Our Government: Local, State, and National: Idaho Edition eBook

This eBook from the Gutenberg Project consists of approximately 219 pages of information about Our Government.
Proportional Representation.—­Proportional representation, which is coming into favor in these days, would doubtless do much toward remedying this abuse.  According to the present system of electing representatives by districts, large minorities of voters are not represented.  Numerous plans of “Proportional Representation” have been advocated.  One such plan is in operation in Illinois[13] for the election of members to the State house of representatives.  Each district elects three members on a general ticket.  The voter may give one vote to each candidate, or one and a half votes to each of two candidates, or three votes to a single candidate.  Therefore, the minority, by concentrating their votes on one candidate, may elect a representative to the legislature, when under the district system they would not be represented.

[Footnote 13:  On proportional representation, read “Government in State and Nation,” pp. 14, 15.]

Qualifications of Representatives.—­Section 2, Clause 2. No person shall be a representative who shall not have attained to the age of twenty-five years, and been seven years a citizen of the United States, and who shall not, when elected, be an inhabitant of that State in which he shall be chosen.

In the original States there was great diversity of qualifications for members of the lower houses of their legislatures.  But some uniform system was necessary for the National organization, and so the few simple requirements of this clause were introduced.  It is understood, however, that the States may not add other qualifications.  While a representative must be an inhabitant of the State in which he is chosen, he need not, so far as the Constitution requires, be an inhabitant of the district.  But the instances have been few in which a member of the House has not been also an inhabitant of the district which he represents.  According to the English system of representation, a member of the House of Commons frequently represents a borough or county in an entirely different part of the kingdom from that of which he is an inhabitant.

May the House refuse to admit a person duly elected and possessing the necessary qualifications?  This question arose in the 56th Congress, in the case of Brigham Roberts of Utah.  He was finally excluded.

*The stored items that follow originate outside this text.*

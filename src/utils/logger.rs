use tracing_subscriber::{layer::SubscriberExt, util::SubscriberInitExt, EnvFilter};

fn default_filter(verbose: bool) -> EnvFilter {
    let directives = if verbose {
        "sitecheck=debug,info"
    } else {
        "sitecheck=info"
    };
    EnvFilter::try_from_default_env().unwrap_or_else(|_| EnvFilter::new(directives))
}

pub fn init_cli_logger(verbose: bool) {
    tracing_subscriber::registry()
        .with(default_filter(verbose))
        .with(
            tracing_subscriber::fmt::layer()
                .with_target(false)
                .with_thread_ids(false)
                .with_file(false)
                .with_line_number(false)
                .compact(),
        )
        .init();
}

/// 無人值守執行時使用 JSON 格式，方便日誌收集系統解析
pub fn init_json_logger(verbose: bool) {
    tracing_subscriber::registry()
        .with(default_filter(verbose))
        .with(
            tracing_subscriber::fmt::layer()
                .with_target(false)
                .with_thread_ids(false)
                .with_file(false)
                .with_line_number(false)
                .json(),
        )
        .init();
}
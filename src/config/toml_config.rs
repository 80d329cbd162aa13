use crate::utils::error::{CheckError, Result};
use crate::utils::validation::{
    validate_non_empty_string, validate_positive_number, validate_range, validate_url, Validate,
};
use serde::{Deserialize, Serialize};
use std::path::Path;
use std::time::Duration;

pub const DEFAULT_CONNECTIVITY_URL: &str = "http://www.google.com/";
pub const DEFAULT_USER_AGENT: &str = "Mozilla/5.0 (Macintosh; Intel Mac OS X 10_10_1) AppleWebKit/537.36 (KHTML, like Gecko) Chrome/39.0.2171.95 Safari/537.36";

#[derive(Debug, Clone, Default, Serialize, Deserialize)]
pub struct SettingsFile {
    pub probe: Option<ProbeSettings>,
}

/// 探測逾時與連線守衛的設定，所有欄位皆有預設值
#[derive(Debug, Clone, PartialEq, Serialize, Deserialize)]
#[serde(default)]
pub struct ProbeSettings {
    pub connectivity_url: String,
    pub connectivity_timeout_secs: u64,
    pub offline_pause_secs: u64,
    pub offline_max_attempts: u32,
    pub connectivity_cache_secs: u64,
    pub reachability_timeout_secs: u64,
    pub status_timeout_secs: u64,
    pub port_timeout_secs: u64,
    pub latency_timeout_secs: u64,
    pub latency_penalty_ms: f64,
    pub user_agent: String,
}

impl Default for ProbeSettings {
    fn default() -> Self {
        Self {
            connectivity_url: DEFAULT_CONNECTIVITY_URL.to_string(),
            connectivity_timeout_secs: 3,
            offline_pause_secs: 3,
            offline_max_attempts: 5,
            connectivity_cache_secs: 0,
            reachability_timeout_secs: 10,
            status_timeout_secs: 5,
            port_timeout_secs: 10,
            latency_timeout_secs: 5,
            latency_penalty_ms: 5000.0,
            user_agent: DEFAULT_USER_AGENT.to_string(),
        }
    }
}

impl ProbeSettings {
    /// 從 TOML 檔案載入設定（讀取 `[probe]` 區段）
    pub fn from_file<P: AsRef<Path>>(path: P) -> Result<Self> {
        let content = std::fs::read_to_string(&path).map_err(CheckError::IoError)?;
        Self::from_toml_str(&content)
    }

    /// 從 TOML 字串解析設定
    pub fn from_toml_str(content: &str) -> Result<Self> {
        let processed_content = Self::substitute_env_vars(content)?;

        let file: SettingsFile =
            toml::from_str(&processed_content).map_err(|e| CheckError::ConfigError {
                message: format!("TOML parsing error: {}", e),
            })?;
        Ok(file.probe.unwrap_or_default())
    }

    /// 替換環境變數 (例如 ${CONNECTIVITY_URL})
    fn substitute_env_vars(content: &str) -> Result<String> {
        use regex::Regex;
        let re = Regex::new(r"\$\{([^}]+)\}").map_err(|e| CheckError::ConfigError {
            message: format!("invalid substitution pattern: {}", e),
        })?;

        let result = re.replace_all(content, |caps: &regex::Captures| {
            let var_name = &caps[1];
            std::env::var(var_name).unwrap_or_else(|_| format!("${{{}}}", var_name))
        });

        Ok(result.to_string())
    }

    pub fn connectivity_timeout(&self) -> Duration {
        Duration::from_secs(self.connectivity_timeout_secs)
    }

    pub fn offline_pause(&self) -> Duration {
        Duration::from_secs(self.offline_pause_secs)
    }

    pub fn connectivity_cache(&self) -> Duration {
        Duration::from_secs(self.connectivity_cache_secs)
    }

    pub fn reachability_timeout(&self) -> Duration {
        Duration::from_secs(self.reachability_timeout_secs)
    }

    pub fn status_timeout(&self) -> Duration {
        Duration::from_secs(self.status_timeout_secs)
    }

    pub fn port_timeout(&self) -> Duration {
        Duration::from_secs(self.port_timeout_secs)
    }

    pub fn latency_timeout(&self) -> Duration {
        Duration::from_secs(self.latency_timeout_secs)
    }
}

impl Validate for ProbeSettings {
    fn validate(&self) -> Result<()> {
        validate_url("probe.connectivity_url", &self.connectivity_url)?;
        validate_non_empty_string("probe.user_agent", &self.user_agent)?;

        for (field, value) in [
            ("probe.connectivity_timeout_secs", self.connectivity_timeout_secs),
            ("probe.reachability_timeout_secs", self.reachability_timeout_secs),
            ("probe.status_timeout_secs", self.status_timeout_secs),
            ("probe.port_timeout_secs", self.port_timeout_secs),
            ("probe.latency_timeout_secs", self.latency_timeout_secs),
        ] {
            validate_positive_number(field, value, 1)?;
        }

        validate_range("probe.offline_max_attempts", self.offline_max_attempts, 1, 100)?;
        validate_range("probe.latency_penalty_ms", self.latency_penalty_ms, 1.0, 600_000.0)?;

        Ok(())
    }
}

#[cfg(test)]
mod tests {
    use super::*;
    use std::io::Write;
    use tempfile::NamedTempFile;

    #[test]
    fn test_parse_partial_probe_settings() {
        let toml_content = r#"
[probe]
offline_max_attempts = 2
port_timeout_secs = 4
"#;

        let settings = ProbeSettings::from_toml_str(toml_content).unwrap();

        assert_eq!(settings.offline_max_attempts, 2);
        assert_eq!(settings.port_timeout(), Duration::from_secs(4));
        assert_eq!(settings.connectivity_url, DEFAULT_CONNECTIVITY_URL);
        assert_eq!(settings.latency_penalty_ms, 5000.0);
        assert!(settings.validate().is_ok());
    }

    #[test]
    fn test_missing_probe_section_uses_defaults() {
        let settings = ProbeSettings::from_toml_str("").unwrap();
        assert_eq!(settings, ProbeSettings::default());
    }

    #[test]
    fn test_env_var_substitution() {
        std::env::set_var("SITECHECK_TEST_CONNECTIVITY_URL", "https://connectivity.example.com/");

        let toml_content = r#"
[probe]
connectivity_url = "${SITECHECK_TEST_CONNECTIVITY_URL}"
"#;

        let settings = ProbeSettings::from_toml_str(toml_content).unwrap();
        assert_eq!(settings.connectivity_url, "https://connectivity.example.com/");

        std::env::remove_var("SITECHECK_TEST_CONNECTIVITY_URL");
    }

    #[test]
    fn test_settings_validation() {
        let toml_content = r#"
[probe]
connectivity_url = "invalid-url"
"#;

        let settings = ProbeSettings::from_toml_str(toml_content).unwrap();
        assert!(settings.validate().is_err());

        let settings = ProbeSettings {
            offline_max_attempts: 0,
            ..ProbeSettings::default()
        };
        assert!(settings.validate().is_err());
    }

    #[test]
    fn test_settings_from_file() {
        let mut temp_file = NamedTempFile::new().unwrap();
        temp_file
            .write_all(b"[probe]\nlatency_penalty_ms = 2500.0\n")
            .unwrap();

        let settings = ProbeSettings::from_file(temp_file.path()).unwrap();
        assert_eq!(settings.latency_penalty_ms, 2500.0);
    }

    #[test]
    fn test_invalid_toml_is_config_error() {
        let err = ProbeSettings::from_toml_str("[probe\n").unwrap_err();
        assert!(matches!(err, CheckError::ConfigError { .. }));
    }
}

Present System of Apportioning Representatives.—­Section 2 of Amendment XIV contains the rule of apportionment that is now in operation.  This became a part of the Constitution, July 28, 1868.

Representatives shall be apportioned among the several States according to their respective numbers, counting the whole number of persons in each State, excluding Indians not taxed.  But when the right to vote at any election for the choice of electors for President and Vice-President of the United States, representatives in Congress, the executive and judicial officers of a State, or the members of the legislature thereof, is denied to any of the male inhabitants of such State, being twenty-one years of age, and citizens of the United States, or in any way abridged, except for participation in rebellion or other crime, the basis of representation therein shall be reduced in the proportion which the number of such male citizens shall bear to the whole number of male citizens twenty-one years of age in such State.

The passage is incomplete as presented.